> WHAT IS EXPECTED
From the records below, transcribe exactly the lines that begin at the line with "(LocalFile::Deleted(file), false) =>" and end at the line with "return match relation", both included.

START RECORDS FOR THE TASK

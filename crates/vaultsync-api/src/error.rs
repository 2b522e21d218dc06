use axum::http::{header, HeaderValue, StatusCode};
use axum::response::{IntoResponse, Response};
use axum::Json;
use serde::Serialize;
use thiserror::Error;
use vaultsync_core::commit::CommitConflict;
use vaultsync_core::manifest::ManifestError;
use vaultsync_core::quota::QuotaError;

#[derive(Debug, Error)]
pub enum AppError {
    #[error("Invalid request: {0}")]
    BadRequest(String),
    #[error("Quota exceeded: {0}")]
    QuotaExceeded(#[from] QuotaError),
    #[error("Commit rejected: {} file(s) changed since the diff was computed", .0.len())]
    CommitConflict(Vec<CommitConflict>),
    #[error("Storage unavailable: {0}")]
    ServiceUnavailable(String),
    #[error("Too many requests: {0}")]
    TooManyRequests(String, u64),
    #[error("Internal server error: {0}")]
    Internal(String),
}

#[derive(Debug, Serialize)]
#[serde(rename_all = "camelCase")]
struct ErrorBody {
    error: String,
    #[serde(skip_serializing_if = "Option::is_none")]
    conflicts: Option<Vec<CommitConflict>>,
}

impl AppError {
    pub fn bad_request(message: impl Into<String>) -> Self {
        Self::BadRequest(message.into())
    }

    pub fn service_unavailable(message: impl Into<String>) -> Self {
        Self::ServiceUnavailable(message.into())
    }

    pub fn too_many_requests(message: impl Into<String>, retry_after_secs: u64) -> Self {
        Self::TooManyRequests(message.into(), retry_after_secs)
    }

    pub fn internal(message: impl Into<String>) -> Self {
        Self::Internal(message.into())
    }
}

impl From<ManifestError> for AppError {
    fn from(error: ManifestError) -> Self {
        Self::BadRequest(error.to_string())
    }
}

impl IntoResponse for AppError {
    fn into_response(self) -> Response {
        let status = match self {
            Self::BadRequest(_) => StatusCode::BAD_REQUEST,
            Self::QuotaExceeded(_) => StatusCode::PAYLOAD_TOO_LARGE,
            Self::CommitConflict(_) => StatusCode::CONFLICT,
            Self::ServiceUnavailable(_) => StatusCode::SERVICE_UNAVAILABLE,
            Self::TooManyRequests(_, _) => StatusCode::TOO_MANY_REQUESTS,
            Self::Internal(_) => StatusCode::INTERNAL_SERVER_ERROR,
        };
        let retry_after = match &self {
            Self::TooManyRequests(_, secs) => Some(*secs),
            _ => None,
        };
        let error = self.to_string();
        let conflicts = match self {
            Self::CommitConflict(conflicts) => Some(conflicts),
            _ => None,
        };

        let mut response = (status, Json(ErrorBody { error, conflicts })).into_response();
        if let Some(secs) = retry_after {
            response
                .headers_mut()
                .insert(header::RETRY_AFTER, HeaderValue::from(secs));
        }
        response
    }
}
//! Sync diff engine.
//!
//! Resolves a device's local manifest against the server manifest and decides
//! one action per file. Matching is by file ID; paths may differ between the
//! two sides when a file was renamed.
//!
//! When both sides changed the content concurrently, the local version wins
//! and the server's version is preserved as a renamed conflict copy.

use std::collections::{HashMap, HashSet};

use chrono::{Local, NaiveDateTime};

use crate::clock::{compare, ClockRelation};
use crate::conflict_name::generate_conflict_name_at;
use crate::models::{ConflictCopyId, LocalFile, PresentFile, RemoteFile, SyncAction, SyncActionKind};

/// Decide the sync action for every file known to either side.
///
/// Actions follow local-manifest order, followed by server-only files in
/// server-manifest order. Files both sides agree on produce no action.
pub fn compute_sync_actions(
    local: &[LocalFile],
    remote: &[RemoteFile],
    device_name: &str,
) -> Vec<SyncAction> {
    compute_sync_actions_at(local, remote, device_name, Local::now().naive_local())
}

/// [`compute_sync_actions`] with an explicit conflict resolution time.
pub fn compute_sync_actions_at(
    local: &[LocalFile],
    remote: &[RemoteFile],
    device_name: &str,
    resolved_at: NaiveDateTime,
) -> Vec<SyncAction> {
    let remote_by_id: HashMap<&str, &RemoteFile> =
        remote.iter().map(|file| (file.id.as_str(), file)).collect();
    let local_ids: HashSet<&str> = local.iter().map(LocalFile::file_id).collect();

    let mut actions = Vec::new();

    for file in local {
        let counterpart = remote_by_id.get(file.file_id()).copied();
        if let Some(action) = resolve_file(file, counterpart, device_name, resolved_at) {
            tracing::debug!(
                file_id = %action.file_id,
                action = %action.action,
                has_remote = counterpart.is_some(),
                "Resolved sync action"
            );
            actions.push(action);
        }
    }

    // Created on a peer device and never seen here
    for file in remote {
        if file.is_deleted || local_ids.contains(file.id.as_str()) {
            continue;
        }
        tracing::debug!(file_id = %file.id, "Remote-only file, scheduling download");
        actions.push(download(&file.id, file));
    }

    let summary = ActionSummary::from_actions(&actions);
    tracing::info!(
        local_files = local.len(),
        remote_files = remote.len(),
        uploads = summary.uploads,
        downloads = summary.downloads,
        deletes = summary.deletes,
        conflicts = summary.conflicts,
        "Computed sync actions"
    );

    actions
}

/// Number of actions of each kind in a diff result
#[derive(Debug, Clone, Copy, Default, PartialEq, Eq, serde::Serialize)]
pub struct ActionSummary {
    pub uploads: usize,
    pub downloads: usize,
    pub deletes: usize,
    pub conflicts: usize,
}

impl ActionSummary {
    pub fn from_actions(actions: &[SyncAction]) -> Self {
        actions.iter().fold(Self::default(), |mut summary, action| {
            match action.action {
                SyncActionKind::Upload => summary.uploads += 1,
                SyncActionKind::Download => summary.downloads += 1,
                SyncActionKind::Delete => summary.deletes += 1,
                SyncActionKind::Conflict => summary.conflicts += 1,
            }
            summary
        })
    }

    pub const fn total(&self) -> usize {
        self.uploads + self.downloads + self.deletes + self.conflicts
    }
}

fn resolve_file(
    local: &LocalFile,
    remote: Option<&RemoteFile>,
    device_name: &str,
    resolved_at: NaiveDateTime,
) -> Option<SyncAction> {
    let Some(remote) = remote else {
        return match local {
            LocalFile::Deleted(_) => None,
            LocalFile::Present(file) => Some(upload(file, None)),
        };
    };

    let relation = compare(local.vector_clock(), &remote.vector_clock);

    match (local, remote.is_deleted) {
        (LocalFile::Deleted(_), true) => None,
        (LocalFile::Deleted(file), false) => match relation {
            ClockRelation::After => Some(delete(&file.file_id, &file.path, remote)),
            // Remote wins and the file is resurrected locally
            ClockRelation::Before | ClockRelation::Equal | ClockRelation::Concurrent => {
                Some(download(&file.file_id, remote))
            }
        },
        (LocalFile::Present(file), true) => match relation {
            // A concurrent local edit beats the remote delete
            ClockRelation::After | ClockRelation::Concurrent => Some(upload(file, Some(remote))),
            ClockRelation::Before | ClockRelation::Equal => {
                Some(delete(&file.file_id, &file.path, remote))
            }
        },
        (LocalFile::Present(file), false) => {
            resolve_live(file, remote, relation, device_name, resolved_at)
        }
    }
}

fn resolve_live(
    local: &PresentFile,
    remote: &RemoteFile,
    relation: ClockRelation,
    device_name: &str,
    resolved_at: NaiveDateTime,
) -> Option<SyncAction> {
    if local.content_hash == remote.content_hash {
        if local.path != remote.path {
            return Some(match relation {
                ClockRelation::After => upload(local, Some(remote)),
                ClockRelation::Before | ClockRelation::Equal | ClockRelation::Concurrent => {
                    download(&local.file_id, remote)
                }
            });
        }

        // Same bytes in the same place: only the clocks need to converge
        return match relation {
            ClockRelation::Equal => None,
            ClockRelation::After => Some(upload(local, Some(remote))),
            ClockRelation::Before | ClockRelation::Concurrent => {
                Some(download(&local.file_id, remote))
            }
        };
    }

    match relation {
        ClockRelation::After => Some(upload(local, Some(remote))),
        ClockRelation::Before => Some(download(&local.file_id, remote)),
        ClockRelation::Equal | ClockRelation::Concurrent => {
            Some(conflict(local, remote, device_name, resolved_at))
        }
    }
}

fn upload(local: &PresentFile, remote: Option<&RemoteFile>) -> SyncAction {
    SyncAction::new(&local.file_id, &local.path, SyncActionKind::Upload)
        .with_content(local.size, &local.content_hash)
        .with_remote_clock(remote.map(|file| &file.vector_clock))
}

fn download(file_id: &str, remote: &RemoteFile) -> SyncAction {
    SyncAction::new(file_id, &remote.path, SyncActionKind::Download)
        .with_content(remote.size, &remote.content_hash)
        .with_remote_clock(Some(&remote.vector_clock))
}

fn delete(file_id: &str, path: &str, remote: &RemoteFile) -> SyncAction {
    SyncAction::new(file_id, path, SyncActionKind::Delete)
        .with_remote_clock(Some(&remote.vector_clock))
}

fn conflict(
    local: &PresentFile,
    remote: &RemoteFile,
    device_name: &str,
    resolved_at: NaiveDateTime,
) -> SyncAction {
    let rename = generate_conflict_name_at(&remote.path, device_name, resolved_at);
    let copy_id = ConflictCopyId::new();
    tracing::info!(
        file_id = %local.file_id,
        conflict_copy_id = %copy_id,
        "Concurrent edit detected, forking server copy"
    );
    SyncAction::new(&local.file_id, &local.path, SyncActionKind::Conflict)
        .with_content(local.size, &local.content_hash)
        .with_remote_clock(Some(&remote.vector_clock))
        .with_conflict_copy(rename, copy_id)
}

END RECORDS FOR THE TASK

> SOLUTION TO THIS EXERCISE
        (LocalFile::Deleted(file), false) => match relation {
            ClockRelation::After => Some(delete(&file.file_id, &file.path, remote)),
            // Remote wins and the file is resurrected locally
            ClockRelation::Before | ClockRelation::Equal | ClockRelation::Concurrent => {
                Some(download(&file.file_id, remote))
            }
        },
        (LocalFile::Present(file), true) => match relation {
            // A concurrent local edit beats the remote delete
            ClockRelation::After | ClockRelation::Concurrent => Some(upload(file, Some(remote))),
            ClockRelation::Before | ClockRelation::Equal => {
                Some(delete(&file.file_id, &file.path, remote))
            }
        },
        (LocalFile::Present(file), false) => {
            resolve_live(file, remote, relation, device_name, resolved_at)
        }
    }
}

fn resolve_live(
    local: &PresentFile,
    remote: &RemoteFile,
    relation: ClockRelation,
    device_name: &str,
    resolved_at: NaiveDateTime,
) -> Option<SyncAction> {
    if local.content_hash == remote.content_hash {
        if local.path != remote.path {
            return Some(match relation {
                ClockRelation::After => upload(local, Some(remote)),
                ClockRelation::Before | ClockRelation::Equal | ClockRelation::Concurrent => {
                    download(&local.file_id, remote)
                }
            });
        }

        // Same bytes in the same place: only the clocks need to converge
        return match relation {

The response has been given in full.